The schools clearly play a major role in creating and sustaining the problem. However, for several reasons it seems unlikely that they will contribute directly to a solution. For one thing, outside of government bureaucracy, there may be no more opposed-to-change culture than academics. Second, and more important, asking schools to focus on efficiency and profit/loss ignores the basic business model they use. That many schools turn a profit doesn’t mean that that is what they look to optimize. Instead, their focus is on higher rankings, exclusivity, etc. – what they’d refer to as their brand, and a prestigious one at that.
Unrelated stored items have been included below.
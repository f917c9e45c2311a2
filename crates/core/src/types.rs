/// The scalar type used throughout the library.
pub type Scalar = f64;

/// Dense matrix type (column-major).
pub type DenseMatrix = nalgebra::DMatrix<Scalar>;

/// Dense vector type.
pub type DenseVector = nalgebra::DVector<Scalar>;

/// Sparse matrix type (CSC format), used for design and incidence matrices.
pub type SparseMat = sprs::CsMat<Scalar>;

/// Estimation criterion for variance components.
#[derive(Debug, Clone, Copy, PartialEq, Eq, Hash, serde::Serialize)]
pub enum Criterion {
    /// Restricted (residual) maximum likelihood: fixed effects are integrated
    /// out before the variance components are estimated.
    Restricted,
    /// Ordinary (full) maximum likelihood.
    Full,
}

impl Criterion {
    pub fn name(&self) -> &'static str {
        match self {
            Criterion::Restricted => "REML",
            Criterion::Full => "ML",
        }
    }
}

impl std::fmt::Display for Criterion {
    fn fmt(&self, f: &mut std::fmt::Formatter<'_>) -> std::fmt::Result {
        f.write_str(self.name())
    }
}
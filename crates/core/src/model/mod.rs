//! Model specification: fixed-effect terms, the validated [`ModelSpec`] and
//! design-matrix construction.

mod design;
mod spec;
mod term;

pub use design::{
    build_model_frame, build_random_design, combined_random_design, GroupingDesign, ModelFrame,
    TermColumns,
};
pub use spec::{ModelSpec, ModelSpecBuilder};
pub use term::{parse_fixed_formula, FixedFormula, FixedTerm};
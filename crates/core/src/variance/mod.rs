//! Diagnostic variance decomposition over a nesting hierarchy.

mod decompose;

pub use decompose::{decompose, grouping_variance_ratio, LevelVariance, VarianceDecomposition};
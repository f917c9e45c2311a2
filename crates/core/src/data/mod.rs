//! The observation table: a columnar DataFrame of float and factor columns.

mod dataframe;
mod factor;
mod io;
mod nesting;

pub use dataframe::{Column, DataFrame};
pub use factor::FactorColumn;
pub use nesting::validate_nesting;
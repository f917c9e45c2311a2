use nalgebra::DVector;
use serde::Serialize;
use statrs::distribution::{ContinuousCDF, StudentsT};

use crate::data::DataFrame;
use crate::diagnostics::{DdfCalculator, DdfMethod};
use crate::error::{LmmError, Result};
use crate::model::{build_model_frame, ModelSpec};

use super::fitter::Fitter;

/// Estimated mean of one factor combination.
#[derive(Debug, Clone, Serialize)]
pub struct CellEstimate {
    /// One level per factor, in factor order.
    pub levels: Vec<String>,
    pub estimate: f64,
    pub std_error: f64,
    /// Satterthwaite degrees of freedom of the estimate.
    pub df: f64,
    pub lower: f64,
    pub upper: f64,
}

/// Model-based means of every observed combination of some factors.
#[derive(Debug, Clone, Serialize)]
pub struct CellMeans {
    pub factors: Vec<String>,
    pub confidence: f64,
    pub cells: Vec<CellEstimate>,
}

impl CellMeans {
    pub fn get(&self, levels: &[&str]) -> Option<&CellEstimate> {
        self.cells
            .iter()
            .find(|c| c.levels.iter().map(String::as_str).eq(levels.iter().copied()))
    }

    pub fn summary(&self) -> String {
        let mut s = format!(
            "--- Cell means ({}) with {:.0}% confidence intervals ---\n",
            self.factors.join(" x "),
            self.confidence * 100.0
        );
        s.push_str(&format!(
            "{:<28} {:>12} {:>10} {:>8} {:>12} {:>12}\n",
            "Cell", "Mean", "SE", "df", "Lower", "Upper"
        ));
        for c in &self.cells {
            s.push_str(&format!(
                "{:<28} {:>12.4} {:>10.4} {:>8.2} {:>12.4} {:>12.4}\n",
                c.levels.join(":"),
                c.estimate,
                c.std_error,
                c.df,
                c.lower,
                c.upper
            ));
        }
        s
    }
}

/// Means of each observed combination of `factors` under the random-effects
/// structure of `spec`.
///
/// The model is refitted with one indicator column per combination and no
/// intercept, keeping the rows, random groupings and criterion of `spec`.
/// Every factor must be a main-effect term of `spec`. Intervals use a
/// t quantile with Satterthwaite degrees of freedom.
pub fn cell_means(
    spec: &ModelSpec,
    data: &DataFrame,
    factors: &[&str],
    confidence: f64,
    fitter: &Fitter,
) -> Result<CellMeans> {
    if !(confidence > 0.0 && confidence < 1.0) {
        return Err(LmmError::Validation(format!(
            "confidence level must lie in (0, 1), got {}",
            confidence
        )));
    }
    if factors.is_empty() {
        return Err(LmmError::Validation(
            "cell means need at least one factor".into(),
        ));
    }
    for f in factors {
        let is_main = spec
            .fixed_terms()
            .iter()
            .any(|t| t.order() == 1 && t.vars()[0] == *f);
        if !is_main {
            return Err(LmmError::Validation(format!(
                "'{}' is not a fixed main effect of '{}'",
                f,
                spec.formula()
            )));
        }
        data.get_factor(f)?;
    }

    let frame = build_model_frame(data, spec)?;
    let (cell_frame, labels) = frame.with_cell_design(data, factors)?;

    let mut builder = ModelSpec::builder(spec.response())
        .fixed_formula(&factors.join("*"))
        .intercept(false)
        .criterion(spec.criterion());
    for g in spec.random_groupings() {
        builder = builder.random(g);
    }
    let cell_spec = builder.build(data)?;

    let start = fitter.starting_values(spec, data);
    let model = fitter.fit_frame(&cell_spec, &cell_frame, &start)?;

    let calc = DdfCalculator::new(&model, DdfMethod::Satterthwaite);
    let p = model.n_fixed();
    let upper_tail = 0.5 + confidence / 2.0;

    let mut cells = Vec::with_capacity(p);
    for (j, levels) in labels.into_iter().enumerate() {
        let mut e = DVector::zeros(p);
        e[j] = 1.0;
        let df = calc.ddf(&e);
        let t = StudentsT::new(0.0, 1.0, df)
            .map_err(|err| LmmError::Validation(format!("t distribution: {}", err)))?
            .inverse_cdf(upper_tail);
        let c = &model.coefficients[j];
        cells.push(CellEstimate {
            levels,
            estimate: c.estimate,
            std_error: c.std_error,
            df,
            lower: c.estimate - t * c.std_error,
            upper: c.estimate + t * c.std_error,
        });
    }

    log::debug!(
        "cell means of {} over {} cells",
        factors.join(":"),
        cells.len()
    );

    Ok(CellMeans {
        factors: factors.iter().map(|f| f.to_string()).collect(),
        confidence,
        cells,
    })
}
I do think that schools have a point – the power of the brand is important. I’ve done my share of job interviews and by and large what gets me in the door is the power of my personal brands: Northwestern, Duke, Apple, McKinsey. During the interviews, it’s rare that I actually discuss what I learned – it’s like the brands themselves define my worth, independent of what the brands added to my worth. From this perspective, schools are being completely rationale when they focus on ways to increase their brand equity: Always higher prices, greater selectivity, renowned professors who rarely teach, and world-class facilities
Like the housing market mess, well-intentioned government policies sometimes create and often exacerbate problems in the marketplace. As we’ve already seen, the government does this in the market for higher education by advocating a college degree at all cost, by distorting demand via artificially low interest rates, and by increasing prices through loan guarantees and raising borrowing limits in lockstep with tuition increases.
Here’s what I think should change. First, work with businesses to create a post-college accreditation test. If all college graduates are evaluated objectively, business will possess a powerful gauge of how potential candidates compare. This would also be an effective way to assess how well academic institutions are preparing their students, and likely lead to academic changes which better focused on results. High-caliber graduates from less prestigious schools would be less likely to be penalized for having the wrong brand name on their resume, which would serve to also reduce the demand for the most selective (and expensive) colleges.
In response to the fraud being perpetrated by some for-profit colleges like the University of Phoenix (graduation rate of 4%!), where two of three borrowers is delinquent or has defaulted, the government should force those colleges to set aside a significant portion of the $28 billion in federal aid they receive every year, to be used to pay back the government for the inevitable wave of delinquencies and defaults. These colleges are essentially playing in the sub-prime education market, willing to fleece anyone who can sign an ‘X’ on the application for federal financial aid. The rare graduate will have $20k+ of debt and a degree that means next to nothing.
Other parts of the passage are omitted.